Tra i suoi piatti iconici la rivisitazione della zuppa alla santè. Un caposaldo della cucina locale, tipico delle feste natalizie, realizzato con brodo di gallina, pane raffermo, polpette di formaggio, uova e caciocavallo. Tante le versioni e le minuziose varianti nelle diverse famiglie e nelle zone limitrofe. Un grande classico che la chef Stefania di Pasquo ha rivisitato addirittura in versione fredda per l’estate, trasformandolo in un suo cavallo di battaglia.
“Riconosco di essere cambiata tanto in 10 anni, forse è per questo che non c’è un piatto che mi accompagna da sempre. Ma uno di quelli che è rimasto in carta almeno per tre estati è senz’altro Piselli e Caciocavallo. Sì, alla fine lui c’è sempre! Il caciocavallo praticamente diventa una sorta di mousse, accompagnata da una crema di piselli, una cialda croccante di caciocavallo e un crumble di nocciole. Credo sia il prodotto più importante per Agnone ed anche per la mia cucina”.
Tra le carni spesso presenti in carta quelle di quaglia, ma anche di cervo. In questo periodo proposto con nocciole e radicchio infuso nel succo di melograno, riesce a dare il senso di una cucina che guarda sostanzialmente alla montagna.
Molto richiesto il suo Pane, vino e caciocavallo che, a dispetto di quanto si possa pensare, è un dolce. Rappresenta la sintesi di alcuni elementi centrali per la tavola molisana, trasformati in un dessert simbolico per la sua offerta gastronomica.
Il casale di Locanda Mammì
Databile verso la fine del Settecento, la struttura in cui insiste Locanda Mammì è sempre appartenuta alla famiglia di Pasquo. Qui ha vissuto il bisnonno della chef, poi sua nonna, i suoi genitori e lei, che qui è tornata a vivere assieme a suo marito Tomas e suo figlio Leonardo.
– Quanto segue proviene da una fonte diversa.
//! Document backed by a JSON object file.

use super::{Document, DocumentError};
use async_trait::async_trait;
use serde_json::{Map, Value};
use std::path::{Path, PathBuf};
use tokio::sync::{Mutex, OnceCell};

/// A JSON object on disk, loaded on first use.
///
/// The file is read once per handle; every later `get`/`set` works on the
/// in-memory copy, and `save` rewrites the whole file. Saves are serialized
/// and each writes the working copy as of when it started writing.
#[derive(Debug)]
pub struct JsonFileDocument {
    path: PathBuf,
    data: OnceCell<Mutex<Map<String, Value>>>,
    save_lock: Mutex<()>,
}

impl JsonFileDocument {
    /// Create a handle; nothing is read until the first operation.
    pub fn new(path: impl Into<PathBuf>) -> Self {
        Self {
            path: path.into(),
            data: OnceCell::new(),
            save_lock: Mutex::new(()),
        }
    }

    /// Backing file path.
    pub fn path(&self) -> &Path {
        &self.path
    }

    async fn data(&self) -> Result<&Mutex<Map<String, Value>>, DocumentError> {
        self.data
            .get_or_try_init(|| async { read_object(&self.path).await.map(Mutex::new) })
            .await
    }
}

async fn read_object(path: &Path) -> Result<Map<String, Value>, DocumentError> {
    let raw = match tokio::fs::read(path).await {
        Ok(raw) => raw,
        Err(e) if e.kind() == std::io::ErrorKind::NotFound => return Ok(Map::new()),
        Err(e) => {
            return Err(DocumentError::Io {
                path: path.to_path_buf(),
                source: e,
            })
        }
    };

    match serde_json::from_slice::<Value>(&raw)? {
        Value::Object(map) => Ok(map),
        other => Err(DocumentError::Shape {
            key: "<root>".to_string(),
            reason: format!("expected an object, found {other}"),
        }),
    }
}

#[async_trait]
impl Document for JsonFileDocument {
    async fn get(&self, key: &str) -> Result<Option<Value>, DocumentError> {
        Ok(self.data().await?.lock().await.get(key).cloned())
    }

    async fn set(&self, key: &str, value: Value) -> Result<(), DocumentError> {
        self.data()
            .await?
            .lock()
            .await
            .insert(key.to_string(), value);
        Ok(())
    }

    async fn save(&self) -> Result<(), DocumentError> {
        let _saving = self.save_lock.lock().await;
        let snapshot = {
            let data = self.data().await?.lock().await;
            serde_json::to_vec_pretty(&*data)?
        };

        let io_err = |source| DocumentError::Io {
            path: self.path.clone(),
            source,
        };

        if let Some(parent) = self.path.parent().filter(|p| !p.as_os_str().is_empty()) {
            tokio::fs::create_dir_all(parent).await.map_err(io_err)?;
        }

        // Atomic replace.
        let tmp = self.path.with_extension("json.tmp");
        tokio::fs::write(&tmp, &snapshot).await.map_err(io_err)?;
        tokio::fs::rename(&tmp, &self.path).await.map_err(io_err)?;

        tracing::debug!(path = %self.path.display(), bytes = snapshot.len(), "document saved");
        Ok(())
    }
}

#[cfg(test)]
mod tests {
    use super::*;
    use serde_json::json;

    #[tokio::test]
    async fn missing_file_reads_as_empty() {
        let dir = tempfile::tempdir().unwrap();
        let doc = JsonFileDocument::new(dir.path().join("logs.json"));

        assert_eq!(doc.get("entries").await.unwrap(), None);
    }

    #[tokio::test]
    async fn set_is_not_durable_until_save() {
        let dir = tempfile::tempdir().unwrap();
        let path = dir.path().join("logs.json");
        let doc = JsonFileDocument::new(&path);

        doc.set("devMode", json!(true)).await.unwrap();
        assert!(!path.exists());

        doc.save().await.unwrap();
        let reopened = JsonFileDocument::new(&path);
        assert_eq!(reopened.get("devMode").await.unwrap(), Some(json!(true)));
    }

    #[tokio::test]
    async fn save_creates_parent_directories() {
        let dir = tempfile::tempdir().unwrap();
        let path = dir.path().join("nested").join("store").join("logs.json");
        let doc = JsonFileDocument::new(&path);

        doc.set("entries", json!(["[2025/01/01 00:00:00] x"]))
            .await
            .unwrap();
        doc.save().await.unwrap();

        assert!(path.exists());
        assert_eq!(doc.path(), path.as_path());
    }

    #[tokio::test]
    async fn non_object_file_is_shape_error() {
        let dir = tempfile::tempdir().unwrap();
        let path = dir.path().join("logs.json");
        tokio::fs::write(&path, "[1, 2, 3]").await.unwrap();

        let doc = JsonFileDocument::new(&path);
        assert!(matches!(
            doc.get("entries").await,
            Err(DocumentError::Shape { .. })
        ));
    }

    #[tokio::test]
    async fn corrupt_file_is_json_error() {
        let dir = tempfile::tempdir().unwrap();
        let path = dir.path().join("logs.json");
        tokio::fs::write(&path, "{ not json").await.unwrap();

        let doc = JsonFileDocument::new(&path);
        assert!(matches!(doc.get("entries").await, Err(DocumentError::Json(_))));
    }

    #[tokio::test]
    async fn other_keys_survive_rewrite() {
        let dir = tempfile::tempdir().unwrap();
        let path = dir.path().join("logs.json");
        tokio::fs::write(&path, r#"{"theme":"dark","entries":[]}"#)
            .await
            .unwrap();

        let doc = JsonFileDocument::new(&path);
        doc.set("entries", json!(["line"])).await.unwrap();
        doc.save().await.unwrap();

        let reopened = JsonFileDocument::new(&path);
        assert_eq!(reopened.get("theme").await.unwrap(), Some(json!("dark")));
        assert_eq!(reopened.get("entries").await.unwrap(), Some(json!(["line"])));
    }

    #[tokio::test]
    async fn concurrent_saves_keep_latest_state() {
        let dir = tempfile::tempdir().unwrap();
        let path = dir.path().join("logs.json");
        let doc = JsonFileDocument::new(&path);

        let first = async {
            doc.set("devMode", json!(true)).await?;
            doc.save().await
        };
        let second = async {
            doc.set("entries", json!(["line"])).await?;
            doc.save().await
        };
        let (a, b) = tokio::join!(first, second);
        a.unwrap();
        b.unwrap();

        let reopened = JsonFileDocument::new(&path);
        assert_eq!(reopened.get("devMode").await.unwrap(), Some(json!(true)));
        assert_eq!(reopened.get("entries").await.unwrap(), Some(json!(["line"])));
    }
}
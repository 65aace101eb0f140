//! Configuration loading for the activity client.
//!
//! Configuration is loaded from a TOML file; every field has a default.

use serde::{Deserialize, Serialize};
use std::path::{Path, PathBuf};

/// Root configuration.
#[derive(Debug, Clone, Default, PartialEq, Serialize, Deserialize)]
pub struct ClientConfig {
    /// Audit log configuration.
    #[serde(default)]
    pub logs: LogConfig,
    /// Activity cache configuration.
    #[serde(default)]
    pub cache: CacheConfig,
}

/// Audit log configuration.
#[derive(Debug, Clone, PartialEq, Serialize, Deserialize)]
pub struct LogConfig {
    /// Persisted key-value document holding the log (default: `logs.json`).
    #[serde(default = "default_document")]
    pub document: PathBuf,
    /// Directory exports are written to (default: current directory).
    #[serde(default = "default_export_dir")]
    pub export_dir: PathBuf,
    /// File name prefix for exports (default: `activity-logs`).
    #[serde(default = "default_export_prefix")]
    pub export_prefix: String,
}

/// Activity cache configuration.
#[derive(Debug, Clone, PartialEq, Serialize, Deserialize)]
pub struct CacheConfig {
    /// Characters of payload kept in audit-line previews (default: 200).
    #[serde(default = "default_preview_chars")]
    pub preview_chars: usize,
}

/// Default for [`LogConfig::export_prefix`].
pub(crate) const DEFAULT_EXPORT_PREFIX: &str = "activity-logs";
/// Default for [`CacheConfig::preview_chars`].
pub(crate) const DEFAULT_PREVIEW_CHARS: usize = 200;

// Default value functions
fn default_document() -> PathBuf {
    PathBuf::from("logs.json")
}

fn default_export_dir() -> PathBuf {
    PathBuf::from(".")
}

fn default_export_prefix() -> String {
    DEFAULT_EXPORT_PREFIX.to_string()
}

fn default_preview_chars() -> usize {
    DEFAULT_PREVIEW_CHARS
}

impl Default for LogConfig {
    fn default() -> Self {
        Self {
            document: default_document(),
            export_dir: default_export_dir(),
            export_prefix: default_export_prefix(),
        }
    }
}

impl Default for CacheConfig {
    fn default() -> Self {
        Self {
            preview_chars: default_preview_chars(),
        }
    }
}

impl ClientConfig {
    /// Parse configuration from TOML text.
    pub fn from_toml_str(content: &str) -> Result<Self, ConfigError> {
        toml::from_str(content).map_err(ConfigError::Invalid)
    }

    /// Load configuration from a TOML file.
    ///
    /// # Errors
    ///
    /// Returns an error if the file cannot be read or parsed.
    pub async fn from_file(path: &Path) -> Result<Self, ConfigError> {
        let content = tokio::fs::read_to_string(path)
            .await
            .map_err(|e| ConfigError::ReadError {
                path: path.to_path_buf(),
                source: e,
            })?;

        toml::from_str(&content).map_err(|e| ConfigError::ParseError {
            path: path.to_path_buf(),
            source: e,
        })
    }

    /// Resolve a relative log document path against `data_dir`.
    pub fn with_data_dir(mut self, data_dir: &Path) -> Self {
        if self.logs.document.is_relative() {
            self.logs.document = data_dir.join(&self.logs.document);
        }
        self
    }
}

/// Configuration error types.
#[derive(Debug, thiserror::Error)]
pub enum ConfigError {
    /// Failed to read configuration file.
    #[error("failed to read config file {path}: {source}")]
    ReadError {
        /// Path to the configuration file.
        path: PathBuf,
        /// Underlying I/O error.
        source: std::io::Error,
    },
    /// Failed to parse configuration file.
    #[error("failed to parse config file {path}: {source}")]
    ParseError {
        /// Path to the configuration file.
        path: PathBuf,
        /// Underlying TOML parse error.
        source: toml::de::Error,
    },
    /// Failed to parse configuration text.
    #[error("failed to parse config: {0}")]
    Invalid(#[source] toml::de::Error),
}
“La strada di passaggio, lo sguardo sul paese e sulle campagne circostanti, la possibilità di mangiare e di fermarsi a dormire. Ecco perché nel nome vi è il termine locanda, mi pareva calzasse a pennello. E poi il nomignolo con cui amavo chiamare mia nonna: Mammì! Qui c’è il passato e il futuro, ci sono le radici, ma anche la vita che ci sorprende”.
Sei le camere disponibili e una sala che non ospita più di 40 coperti alla volta. Dopo aver varcato la soglia della locanda l’orologio non ha più voce in capitolo, il culto della tavola comprende il tempo per degustare e godersi uno dei vini della ricca e fornita cantina. Molto territorio, ma anche nomi poco blasonati che meritano attenzione e vengono presentati con competenza.
“Un passo alla volta, non è stato facile, ma credo che dopo dieci anni di sacrifici ora la strada possa essere più agevole. Siamo in un piccolo borgo d’entroterra, certamente non di passaggio. Offriamo il nostro racconto del territorio con grande passione, perché crediamo in esso e nelle sue peculiarità. Il Molise esiste ed è più che vivo”.